impl CacheStorage {
    /// Create storage that lives only in memory.
    pub fn in_memory() -> Self {
        Self::default()
    }

    /// Open disk-backed storage, loading every cache directory in `dir`.
    pub async fn open_dir(dir: impl Into<PathBuf>) -> Result<Self, StoreError> {
        let dir = dir.into();
        tokio::fs::create_dir_all(&dir).await?;

        let mut caches = HashMap::new();
        let mut read_dir = tokio::fs::read_dir(&dir).await?;
        while let Some(item) = read_dir.next_entry().await? {
            if !item.file_type().await?.is_dir() {
                continue;
            }
            let encoded = item.file_name().to_string_lossy().into_owned();
            let name = match urlencoding::decode(&encoded) {
                Ok(name) => name.into_owned(),
                Err(e) => {
                    warn!(dir = %encoded, error = %e, "Skipping cache directory with undecodable name");
                    continue;
                }
            };
            let cache = load_cache(&name, &item.path()).await?;
            debug!(cache = %cache.name, entries = cache.len(), "Loaded cache");
            caches.insert(name, cache);
        }

        Ok(Self {
            caches: RwLock::new(caches),
            dir: Some(dir),
            quota: None,
        })
    }

    /// Limit total stored bytes across all caches.
    pub fn with_quota(mut self, bytes: u64) -> Self {
        self.quota = Some(bytes);
        self
    }

    pub fn quota(&self) -> Option<u64> {
        self.quota
    }

    /// Open a cache, creating it if it doesn't exist.
    pub async fn open(&self, name: &str) -> Result<(), StoreError> {
        let mut caches = self.caches.write().await;
        if caches.contains_key(name) {
            return Ok(());
        }
        if let Some(dir) = self.dir.as_deref() {
            tokio::fs::create_dir_all(dir.join(dir_name(name))).await?;
        }
        caches.insert(name.to_string(), Cache::new(name));
        debug!(cache = %name, "Opened cache");
        Ok(())
    }

    /// Check if cache exists.
    pub async fn has(&self, name: &str) -> bool {
        self.caches.read().await.contains_key(name)
    }

    /// Get all cache names, sorted.
    pub async fn keys(&self) -> Vec<String> {
        let mut names: Vec<String> = self.caches.read().await.keys().cloned().collect();
        names.sort_unstable();
        names
    }

    /// Delete a cache. Its directory goes first so a failed removal leaves
    /// the cache in place for a retry.
    pub async fn delete(&self, name: &str) -> Result<bool, StoreError> {
        let mut caches = self.caches.write().await;
        if !caches.contains_key(name) {
            return Ok(false);
        }
        if let Some(dir) = self.dir.as_deref() {
            match tokio::fs::remove_dir_all(dir.join(dir_name(name))).await {
                Ok(()) => {}
                Err(e) if e.kind() == std::io::ErrorKind::NotFound => {}
                Err(e) => return Err(e.into()),
            }
        }
        caches.remove(name);
        debug!(cache = %name, "Deleted cache");
        Ok(true)
    }

    /// Match a request in the named cache. A missing cache behaves as empty.
    pub async fn match_request(
        &self,
        name: &str,
        method: &Method,
        url: &Url,
        options: MatchOptions,
    ) -> Option<CacheEntry> {
        let caches = self.caches.read().await;
        let hit = caches
            .get(name)?
            .match_request(method, url, options)
            .cloned();
        trace!(cache = %name, url = %url, hit = hit.is_some(), "Cache lookup");
        hit
    }

    /// Store an entry in the named cache, replacing any entry under its key.
    pub async fn put(&self, name: &str, entry: CacheEntry) -> Result<(), StoreError> {
        let mut caches = self.caches.write().await;
        let usage: u64 = caches.values().map(Cache::usage).sum();

        let cache = caches
            .get_mut(name)
            .ok_or_else(|| StoreError::StoreMissing(name.to_string()))?;

        if let Some(quota) = self.quota {
            let freed = cache.entries.get(&entry.key()).map_or(0, CacheEntry::size);
            let available = quota.saturating_sub(usage - freed);
            if entry.size() > available {
                return Err(StoreError::QuotaExceeded {
                    requested: entry.size(),
                    available,
                });
            }
        }

        // Only the one entry file is written; memory changes after it lands.
        let key = entry.key();
        let file = cache.file_for(&key);
        if let Some(dir) = self.dir.as_deref() {
            write_entry_file(&dir.join(dir_name(name)), &file, &entry).await?;
        }
        cache.track_file(key.clone(), file);
        cache.put(entry);

        trace!(cache = %name, key = %key, "Stored entry");
        Ok(())
    }

    /// Enumerate the keys of the named cache.
    pub async fn entries(&self, name: &str) -> Vec<String> {
        self.caches
            .read()
            .await
            .get(name)
            .map(|c| c.keys().into_iter().map(str::to_string).collect())
            .unwrap_or_default()
    }

    /// Total bytes stored across all caches.
    pub async fn usage(&self) -> u64 {
        self.caches.read().await.values().map(Cache::usage).sum()
    }
}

- **Problem to solve**
Among these entries, how many lines include the string "bool"? Reply with the number by itself.

- **Reply**
2